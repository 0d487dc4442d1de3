use crate::*;
use std::sync::Arc;

/// Player whose moves come from a language model and who keeps a
/// theory-of-mind belief about itself and its opponent.
pub struct ModelPlayer {
    name: String,
    memory: Memory,
    belief: Belief,
    decisions: DecisionModel,
    beliefs: BeliefModel,
}

impl ModelPlayer {
    pub fn new(name: impl Into<String>, decisions: DecisionModel, beliefs: BeliefModel) -> Self {
        Self {
            name: name.into(),
            memory: Memory::default(),
            belief: Belief::default(),
            decisions,
            beliefs,
        }
    }
    /// Both models backed by the same generator.
    pub fn build(
        name: impl Into<String>,
        generator: Arc<dyn Generator>,
        rulebook: &Rulebook,
        kind: &str,
        mode: Mode,
    ) -> Result<Self, ConfigError> {
        let decisions = DecisionModel::new(generator.clone(), rulebook, kind, mode)?;
        let beliefs = BeliefModel::new(generator);
        Ok(Self::new(name, decisions, beliefs))
    }
}

#[async_trait::async_trait]
impl Player for ModelPlayer {
    fn name(&self) -> &str {
        &self.name
    }
    fn memory(&self) -> &Memory {
        &self.memory
    }
    async fn decide(&mut self, _: &Memory) -> Result<Move, DecisionError> {
        self.decisions.decide(&self.belief, &self.memory).await
    }
    fn record(&mut self, outcome: Outcome) {
        self.memory.push(outcome);
    }
    async fn reflect(&mut self, history: &[Record], seat: Seat) -> Result<(), BeliefError> {
        let Some(latest) = history.last().map(|r| r.view(seat)) else {
            return Ok(());
        };
        self.belief = self.beliefs.revise(&self.belief, &latest).await?;
        log::info!("[agent] {} now believes {}", self.name, self.belief);
        Ok(())
    }
    fn belief(&self) -> Option<&Belief> {
        Some(&self.belief)
    }
}

#[cfg(test)]
mod tests {
    use super::*;

    fn player(script: Arc<Scripted>) -> ModelPlayer {
        ModelPlayer::build(
            "alice",
            script,
            &Rulebook::default(),
            PRISONERS_DILEMMA,
            Mode::Beliefs,
        )
        .unwrap()
    }

    fn history() -> History {
        vec![Record::new(1, [Move::Cooperate, Move::Defect], [0, 5])]
    }

    #[test]
    fn starts_without_information() {
        let player = player(Arc::new(Scripted::default()));
        assert_eq!(player.belief(), Some(&Belief::default()));
        assert!(player.memory().is_empty());
    }

    #[test]
    fn unknown_game_kind_fails_construction() {
        let result = ModelPlayer::build(
            "alice",
            Arc::new(Scripted::default()),
            &Rulebook::default(),
            "Chicken",
            Mode::History,
        );
        assert!(matches!(result, Err(ConfigError::MissingTemplate(_))));
    }

    #[tokio::test]
    async fn decision_reads_own_belief() {
        let script = Arc::new(Scripted::default().reply("wary").reply("hostile").reply("D"));
        let mut player = player(script.clone());
        player.reflect(&history(), 0).await.unwrap();
        let choice = player.decide(&Memory::default()).await.unwrap();
        assert_eq!(choice, Move::Defect);
        let prompts = script.prompts();
        assert!(prompts[2].contains("wary"));
        assert!(prompts[2].contains("hostile"));
    }

    #[tokio::test]
    async fn reflection_swaps_belief() {
        let script = Arc::new(Scripted::default().reply("wary").reply("hostile"));
        let mut player = player(script);
        player.reflect(&history(), 0).await.unwrap();
        assert_eq!(player.belief(), Some(&Belief::new("wary", "hostile")));
    }

    #[tokio::test]
    async fn failed_reflection_keeps_prior_belief() {
        let script = Arc::new(
            Scripted::default()
                .reply("wary")
                .reply("hostile")
                .reply("overwritten?")
                .fail("rate limited"),
        );
        let mut player = player(script);
        player.reflect(&history(), 0).await.unwrap();
        let before = player.belief().cloned();
        let result = player.reflect(&history(), 0).await;
        assert!(matches!(result, Err(BeliefError::Generation(Aspect::Opponent, _))));
        assert_eq!(player.belief().cloned(), before);
        assert_eq!(player.belief().unwrap().own(), "wary");
        assert_eq!(player.belief().unwrap().opponent(), "hostile");
    }

    #[tokio::test]
    async fn reflection_on_empty_history_is_a_no_op() {
        let script = Arc::new(Scripted::default());
        let mut player = player(script.clone());
        player.reflect(&[], 0).await.unwrap();
        assert!(script.prompts().is_empty());
        assert_eq!(player.belief(), Some(&Belief::default()));
    }

    #[tokio::test]
    async fn invalid_decision_is_not_coerced() {
        let mut player = player(Arc::new(Scripted::default().reply("maybe?")));
        let result = player.decide(&Memory::default()).await;
        assert!(matches!(result, Err(DecisionError::Unrecognized('e'))));
    }
}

▶ _Work to be completed_:
The reply is to be an exact copy of the listing.

▶ _Output for this task_:
repository 0d487dc4442d1de3
use crate::*;
use std::sync::Arc;

/// Player whose moves come from a language model and who keeps a
/// theory-of-mind belief about itself and its opponent.
pub struct ModelPlayer {
    name: String,
    memory: Memory,
    belief: Belief,
    decisions: DecisionModel,
    beliefs: BeliefModel,
}

impl ModelPlayer {
    pub fn new(name: impl Into<String>, decisions: DecisionModel, beliefs: BeliefModel) -> Self {
        Self {
            name: name.into(),
            memory: Memory::default(),
            belief: Belief::default(),
            decisions,
            beliefs,
        }
    }
    /// Both models backed by the same generator.
    pub fn build(
        name: impl Into<String>,
        generator: Arc<dyn Generator>,
        rulebook: &Rulebook,
        kind: &str,
        mode: Mode,
    ) -> Result<Self, ConfigError> {
        let decisions = DecisionModel::new(generator.clone(), rulebook, kind, mode)?;
        let beliefs = BeliefModel::new(generator);
        Ok(Self::new(name, decisions, beliefs))
    }
}

#[async_trait::async_trait]
impl Player for ModelPlayer {
    fn name(&self) -> &str {
        &self.name
    }
    fn memory(&self) -> &Memory {
        &self.memory
    }
    async fn decide(&mut self, _: &Memory) -> Result<Move, DecisionError> {
        self.decisions.decide(&self.belief, &self.memory).await
    }
    fn record(&mut self, outcome: Outcome) {
        self.memory.push(outcome);
    }
    async fn reflect(&mut self, history: &[Record], seat: Seat) -> Result<(), BeliefError> {
        let Some(latest) = history.last().map(|r| r.view(seat)) else {
            return Ok(());
        };
        self.belief = self.beliefs.revise(&self.belief, &latest).await?;
        log::info!("[agent] {} now believes {}", self.name, self.belief);
        Ok(())
    }
    fn belief(&self) -> Option<&Belief> {
        Some(&self.belief)
    }
}

#[cfg(test)]
mod tests {
    use super::*;

    fn player(script: Arc<Scripted>) -> ModelPlayer {
        ModelPlayer::build(
            "alice",
            script,
            &Rulebook::default(),
            PRISONERS_DILEMMA,
            Mode::Beliefs,
        )
        .unwrap()
    }

    fn history() -> History {
        vec![Record::new(1, [Move::Cooperate, Move::Defect], [0, 5])]
    }

    #[test]
    fn starts_without_information() {
        let player = player(Arc::new(Scripted::default()));
        assert_eq!(player.belief(), Some(&Belief::default()));
        assert!(player.memory().is_empty());
    }

    #[test]
    fn unknown_game_kind_fails_construction() {
        let result = ModelPlayer::build(
            "alice",
            Arc::new(Scripted::default()),
            &Rulebook::default(),
            "Chicken",
            Mode::History,
        );
        assert!(matches!(result, Err(ConfigError::MissingTemplate(_))));
    }

    #[tokio::test]
    async fn decision_reads_own_belief() {
        let script = Arc::new(Scripted::default().reply("wary").reply("hostile").reply("D"));
        let mut player = player(script.clone());
        player.reflect(&history(), 0).await.unwrap();
        let choice = player.decide(&Memory::default()).await.unwrap();
        assert_eq!(choice, Move::Defect);
        let prompts = script.prompts();
        assert!(prompts[2].contains("wary"));
        assert!(prompts[2].contains("hostile"));
    }

    #[tokio::test]
    async fn reflection_swaps_belief() {
        let script = Arc::new(Scripted::default().reply("wary").reply("hostile"));
        let mut player = player(script);
        player.reflect(&history(), 0).await.unwrap();
        assert_eq!(player.belief(), Some(&Belief::new("wary", "hostile")));
    }

    #[tokio::test]
    async fn failed_reflection_keeps_prior_belief() {
        let script = Arc::new(
            Scripted::default()
                .reply("wary")
                .reply("hostile")
                .reply("overwritten?")
                .fail("rate limited"),
        );
        let mut player = player(script);
        player.reflect(&history(), 0).await.unwrap();
        let before = player.belief().cloned();
        let result = player.reflect(&history(), 0).await;
        assert!(matches!(result, Err(BeliefError::Generation(Aspect::Opponent, _))));
        assert_eq!(player.belief().cloned(), before);
        assert_eq!(player.belief().unwrap().own(), "wary");
        assert_eq!(player.belief().unwrap().opponent(), "hostile");
    }

    #[tokio::test]
    async fn reflection_on_empty_history_is_a_no_op() {
        let script = Arc::new(Scripted::default());
        let mut player = player(script.clone());
        player.reflect(&[], 0).await.unwrap();
        assert!(script.prompts().is_empty());
        assert_eq!(player.belief(), Some(&Belief::default()));
    }

    #[tokio::test]
    async fn invalid_decision_is_not_coerced() {
        let mut player = player(Arc::new(Scripted::default().reply("maybe?")));
        let result = player.decide(&Memory::default()).await;
        assert!(matches!(result, Err(DecisionError::Unrecognized('e'))));
    }
}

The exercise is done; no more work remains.